Case of the Counterfeit Cigs

Two things make this short story interesting: Madman Mort Drucker's artwork, and the subject matter, cigarettes.

Yes, folks, there was a time when cigarette smoking was not viewed with utter disdain and loathing. For my international readers, in America smoking is still a legal activity, up to a point. When I started smoking in 1967 I could go anywhere, walk into a retail establishment, store or restaurant, and be able to pull out a cigarette and start puffing away. That began to change, and by the time I quit in 1977 the road to pariahdom for smokers was being paved with clean air ordinances, health warnings, and the dirty looks of passersby.

When I see working folks taking a smoke break, outside under awnings or in doorways as it rains or snows, I cringe. I remember my own cigarette jones very well.

I have only one word for the miserable huddled masses, having to go outdoors to puff: QUIT. The writing on the wall, or should I say the smoke signals, tell you that society has decreed that in the social pecking order smokers are only slightly above criminals.

This story is from DC Comics' Gang Busters #51, a Comics Code-approved story from 1956. In "The Case of the Counterfeit Cigarettes" the fictional cigarette company is not the villain, but the innocent victim of counterfeiting.

By coincidence, the Vanity Fair magazine web site currently has an article on North Korea's government sanctioned program of counterfeiting, both U.S. currency (called supernotes) and cigarettes. You can read the article here.


Unknown said...

That one was a lot of fun.

Tamfos said...

Holy cow!! Early Drucker! Normally I would be all over the odd story subject, but Drucker trumps even that in my aesthetic. Thanks, Pap!

Tamfos said...

PS: Somehow I failed to mention how much young Mort was obviously influenced by Alex Toth in this story. You can't see it in his more recent work (perhaps because the nature of Mad's stories/features require him to approach the art completely differently) but it's obvious here. Fascinating.

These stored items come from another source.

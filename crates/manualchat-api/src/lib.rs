//! manualchat-api: HTTP surface over the conversation store and the
//! inference backend.

pub mod backend;
mod caller;
mod chat;
mod conversations;
pub mod error;
mod votes;

use axum::routing::{delete, get};
use axum::{Json, Router};
use manualchat_core::Database;
use serde::Serialize;
use tower_http::cors::{Any, CorsLayer};
use tower_http::trace::TraceLayer;

pub use backend::BackendClient;
pub use caller::USER_ID_HEADER;
pub use error::ApiError;

/// Shared handler state. Both members are cheap to clone.
#[derive(Clone)]
pub struct AppState {
    pub db: Database,
    pub backend: BackendClient,
}

pub fn create_router(state: AppState) -> Router {
    let cors = CorsLayer::new()
        .allow_origin(Any)
        .allow_methods(Any)
        .allow_headers(Any);

    Router::new()
        .route("/health", get(health))
        .route("/api/chat", get(chat::backend_health).post(chat::chat))
        .route("/api/history", get(conversations::history))
        .route("/api/conversations/{id}", delete(conversations::delete_conversation))
        .route("/api/votes", get(votes::list_votes).patch(votes::vote))
        .layer(cors)
        .layer(TraceLayer::new_for_http())
        .with_state(state)
}

#[derive(Serialize)]
struct HealthResponse {
    status: &'static str,
    name: &'static str,
    version: &'static str,
}

async fn health() -> Json<HealthResponse> {
    Json(HealthResponse {
        status: "ok",
        name: env!("CARGO_PKG_NAME"),
        version: env!("CARGO_PKG_VERSION"),
    })
}
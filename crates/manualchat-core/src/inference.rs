//! Request and response bodies exchanged with the inference backend.

use serde::{Deserialize, Deserializer, Serialize};

/// A question plus the prior turns the backend should condition on.
#[derive(Debug, Clone, PartialEq, Serialize, Deserialize)]
pub struct ChatRequest {
    pub message: String,
    #[serde(default)]
    pub history: Vec<HistoryEntry>,
    #[serde(default)]
    pub debug_mode: bool,
}

#[derive(Debug, Clone, PartialEq, Eq, Serialize, Deserialize)]
pub struct HistoryEntry {
    pub role: String,
    pub content: String,
}

/// The backend's answer. Unknown fields are carried through untouched.
#[derive(Debug, Clone, PartialEq, Serialize, Deserialize)]
pub struct ChatResponse {
    pub answer: String,
    #[serde(default, skip_serializing_if = "Option::is_none")]
    pub images: Option<Vec<ImageRef>>,
    #[serde(flatten)]
    pub extra: serde_json::Map<String, serde_json::Value>,
}

/// A manual page image supporting an answer.
#[derive(Debug, Clone, PartialEq, Serialize, Deserialize)]
pub struct ImageRef {
    pub url: String,
    /// Page label as printed in the manual, not necessarily numeric.
    #[serde(default, deserialize_with = "page_label")]
    pub page: String,
    #[serde(default)]
    pub relevance_score: f64,
}

/// Accept the page label as either a string or a bare number.
fn page_label<'de, D>(deserializer: D) -> Result<String, D::Error>
where
    D: Deserializer<'de>,
{
    #[derive(Deserialize)]
    #[serde(untagged)]
    enum Label {
        Text(String),
        Number(serde_json::Number),
    }

    Ok(match Label::deserialize(deserializer)? {
        Label::Text(text) => text,
        Label::Number(number) => number.to_string(),
    })
}
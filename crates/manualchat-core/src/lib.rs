//! manualchat-core: conversation store for the vehicle-manual assistant
//!
//! This crate owns persistence for the chat front end: conversations,
//! messages, votes, versioned documents with their suggestions, and user
//! credentials. It also carries the configuration shared by the binaries and
//! the request/response contract of the inference backend.

pub mod config;
pub mod connection;
pub mod db;
pub mod error;
pub mod id;
pub mod inference;
pub mod models;
pub mod query;
pub mod repo;
pub mod schema;

pub use config::Config;
pub use connection::ConnectionManager;
pub use db::Database;
pub use error::Error;
pub use error::Result;

/// Application name used for config directories and paths.
pub const APP_NAME: &str = "manualchat";

/// Prefix for environment overrides, e.g. `MANUALCHAT__SERVER__PORT`.
pub const ENV_PREFIX: &str = "MANUALCHAT";
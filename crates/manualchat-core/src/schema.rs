//! Database schema for manualchat.
//!
//! The DDL is kept to the subset PostgreSQL and SQLite share: TEXT ids,
//! BIGINT epoch-millisecond timestamps and BIGINT 0/1 flags.

/// Statements applied by `Database::migrate`, in order.
pub const SCHEMA: &[&str] = &[
    r#"
    CREATE TABLE IF NOT EXISTS users (
        id TEXT PRIMARY KEY,
        email TEXT UNIQUE,
        password TEXT
    )
    "#,
    // user_id has no foreign key: guest-owned conversations reference ids
    // that never get a users row.
    r#"
    CREATE TABLE IF NOT EXISTS conversations (
        id TEXT PRIMARY KEY,
        user_id TEXT NOT NULL,
        title TEXT NOT NULL,
        visibility TEXT NOT NULL DEFAULT 'private',
        created_at BIGINT NOT NULL
    )
    "#,
    "CREATE INDEX IF NOT EXISTS idx_conversations_user_created ON conversations (user_id, created_at)",
    r#"
    CREATE TABLE IF NOT EXISTS messages (
        id TEXT PRIMARY KEY,
        conversation_id TEXT NOT NULL REFERENCES conversations (id),
        role TEXT NOT NULL,
        content TEXT NOT NULL,
        created_at BIGINT NOT NULL,
        UNIQUE (id, conversation_id)
    )
    "#,
    "CREATE INDEX IF NOT EXISTS idx_messages_conversation_created ON messages (conversation_id, created_at)",
    // A vote's message must belong to the vote's conversation, so deleting a
    // conversation's votes always frees every one of its messages.
    r#"
    CREATE TABLE IF NOT EXISTS votes (
        conversation_id TEXT NOT NULL REFERENCES conversations (id),
        message_id TEXT NOT NULL,
        is_upvoted BIGINT NOT NULL,
        PRIMARY KEY (conversation_id, message_id),
        FOREIGN KEY (message_id, conversation_id) REFERENCES messages (id, conversation_id)
    )
    "#,
    "CREATE UNIQUE INDEX IF NOT EXISTS idx_votes_message ON votes (message_id)",
    r#"
    CREATE TABLE IF NOT EXISTS documents (
        id TEXT NOT NULL,
        created_at BIGINT NOT NULL,
        title TEXT NOT NULL,
        content TEXT,
        kind TEXT NOT NULL DEFAULT 'text',
        user_id TEXT NOT NULL,
        PRIMARY KEY (id, created_at)
    )
    "#,
    r#"
    CREATE TABLE IF NOT EXISTS suggestions (
        id TEXT PRIMARY KEY,
        document_id TEXT NOT NULL,
        document_created_at BIGINT NOT NULL,
        original_text TEXT NOT NULL,
        suggested_text TEXT NOT NULL,
        description TEXT,
        is_resolved BIGINT NOT NULL DEFAULT 0,
        user_id TEXT NOT NULL,
        created_at BIGINT NOT NULL,
        FOREIGN KEY (document_id, document_created_at) REFERENCES documents (id, created_at)
    )
    "#,
];
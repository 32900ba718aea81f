//! Database handle for manualchat.
//!
//! A `Database` is either a real sqlx pool reached through the `Any` driver
//! (PostgreSQL in production, SQLite for tests and local use) or a placeholder
//! that rejects every query with [`Error::NotConfigured`]. Repositories borrow
//! it and only see the narrow surface below: run a composed [`Statement`],
//! insert with bound values, or open a transaction.

use std::path::Path;
use std::sync::Once;
use std::time::Duration;

use sqlx::any::{Any, AnyPoolOptions, AnyRow};
use sqlx::{AnyPool, Transaction};

use crate::error::{Error, Result};
use crate::query::Statement;
use crate::repo::{
    ConversationRepository, DocumentRepository, MessageRepository, UserRepository,
    VoteRepository,
};
use crate::schema::SCHEMA;

static INSTALL_DRIVERS: Once = Once::new();

fn install_drivers() {
    INSTALL_DRIVERS.call_once(sqlx::any::install_default_drivers);
}

/// Pool sizing for a configured connection.
#[derive(Debug, Clone, Copy, PartialEq, Eq)]
pub struct PoolSettings {
    pub max_connections: u32,
    pub connect_timeout: Duration,
    pub idle_timeout: Duration,
}

impl Default for PoolSettings {
    fn default() -> Self {
        Self {
            max_connections: 10,
            connect_timeout: Duration::from_secs(30),
            idle_timeout: Duration::from_secs(30),
        }
    }
}

#[derive(Debug, Clone)]
enum Backend {
    Pool(AnyPool),
    Unconfigured,
}

/// Database handle shared by every repository.
#[derive(Debug, Clone)]
pub struct Database {
    backend: Backend,
}

impl Database {
    /// Connect to `url` immediately and apply the schema.
    pub async fn open(url: &str) -> Result<Self> {
        install_drivers();
        let settings = PoolSettings::default();
        let pool = AnyPoolOptions::new()
            .max_connections(settings.max_connections)
            .acquire_timeout(settings.connect_timeout)
            .idle_timeout(settings.idle_timeout)
            .connect(url)
            .await?;

        let db = Self {
            backend: Backend::Pool(pool),
        };
        db.migrate().await?;
        Ok(db)
    }

    /// Open or create a SQLite database file.
    pub async fn open_sqlite(path: &Path) -> Result<Self> {
        let parent = path.parent().unwrap_or(Path::new("."));
        if !parent.exists() {
            std::fs::create_dir_all(parent)?;
        }
        Self::open(&format!("sqlite://{}?mode=rwc", path.display())).await
    }

    /// Build a pool that dials on first use. Only URL parsing can fail here.
    pub fn connect_lazy(url: &str, settings: PoolSettings) -> Result<Self> {
        install_drivers();
        let pool = AnyPoolOptions::new()
            .max_connections(settings.max_connections)
            .acquire_timeout(settings.connect_timeout)
            .idle_timeout(settings.idle_timeout)
            .connect_lazy(url)?;
        Ok(Self {
            backend: Backend::Pool(pool),
        })
    }

    /// Placeholder used when no connection string is available.
    pub fn unconfigured() -> Self {
        Self {
            backend: Backend::Unconfigured,
        }
    }

    pub fn is_configured(&self) -> bool {
        matches!(self.backend, Backend::Pool(_))
    }

    /// Get the connection pool.
    pub fn pool(&self) -> Result<&AnyPool> {
        match &self.backend {
            Backend::Pool(pool) => Ok(pool),
            Backend::Unconfigured => Err(Error::NotConfigured),
        }
    }

    /// Apply the schema. Idempotent.
    pub async fn migrate(&self) -> Result<()> {
        let pool = self.pool()?;
        for statement in SCHEMA {
            sqlx::raw_sql(statement).execute(pool).await?;
        }
        tracing::debug!("Schema is up to date");
        Ok(())
    }

    /// Round-trip a trivial query.
    pub async fn ping(&self) -> Result<()> {
        sqlx::query("SELECT 1 AS connection_test")
            .fetch_one(self.pool()?)
            .await?;
        Ok(())
    }

    /// Close the pool. The placeholder has nothing to close.
    pub async fn close(&self) {
        if let Backend::Pool(pool) = &self.backend {
            pool.close().await;
        }
    }

    // =========================================================================
    // Statement execution
    // =========================================================================

    pub(crate) async fn fetch_all(&self, stmt: &Statement) -> Result<Vec<AnyRow>> {
        Ok(stmt.query().fetch_all(self.pool()?).await?)
    }

    pub(crate) async fn fetch_optional(&self, stmt: &Statement) -> Result<Option<AnyRow>> {
        Ok(stmt.query().fetch_optional(self.pool()?).await?)
    }

    pub(crate) async fn fetch_one(&self, stmt: &Statement) -> Result<AnyRow> {
        Ok(stmt.query().fetch_one(self.pool()?).await?)
    }

    pub(crate) async fn execute(&self, stmt: &Statement) -> Result<u64> {
        let result = stmt.query().execute(self.pool()?).await?;
        Ok(result.rows_affected())
    }

    /// Start a transaction. Dropping it without commit rolls back.
    pub(crate) async fn begin(&self) -> Result<Transaction<'static, Any>> {
        Ok(self.pool()?.begin().await?)
    }

    // =========================================================================
    // Repositories
    // =========================================================================

    pub fn conversations(&self) -> ConversationRepository<'_> {
        ConversationRepository::new(self)
    }

    pub fn messages(&self) -> MessageRepository<'_> {
        MessageRepository::new(self)
    }

    pub fn votes(&self) -> VoteRepository<'_> {
        VoteRepository::new(self)
    }

    pub fn documents(&self) -> DocumentRepository<'_> {
        DocumentRepository::new(self)
    }

    pub fn users(&self) -> UserRepository<'_> {
        UserRepository::new(self)
    }
}

/// Log a failed store operation with context, then hand the error back.
pub(crate) trait LogFailure<T> {
    fn log_failure(self, operation: &str) -> Result<T>;
}

impl<T> LogFailure<T> for Result<T> {
    fn log_failure(self, operation: &str) -> Result<T> {
        if let Err(err) = &self {
            tracing::warn!(error = %err, "Failed to {operation}");
        }
        self
    }
}

#[cfg(test)]
mod tests {
    use super::*;

    #[tokio::test]
    async fn placeholder_rejects_queries() {
        let db = Database::unconfigured();
        assert!(!db.is_configured());
        assert!(matches!(db.ping().await, Err(Error::NotConfigured)));
        assert!(matches!(db.migrate().await, Err(Error::NotConfigured)));
    }

    #[tokio::test]
    async fn placeholder_repositories_fail_fast() {
        let db = Database::unconfigured();
        let result = db.conversations().get(uuid::Uuid::new_v4()).await;
        assert!(matches!(result, Err(Error::NotConfigured)));
    }

    #[test]
    fn lazy_pool_rejects_malformed_url() {
        assert!(Database::connect_lazy("definitely not a url", PoolSettings::default()).is_err());
    }
}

And look at how different all those faces are!! God, I wish Mort had done more comics like this. Just gorgeous. Again, thank you for this interesting piece of funnybook history.

Pappy said...

Mort Drucker is one of those artists you spot instantly, and I'm always happy to see his comic book work. He has a gift for drawing faces, as is evidenced for over fifty years by his Mad satires.

Unknown said...

Love the the first panel at the top of page 3 - while the good guys are talking an artist is painting a picture of someone watching them, which turns out to be Paul Crane, one of the bad guys. You just don't get foreshadowing enough in comic books.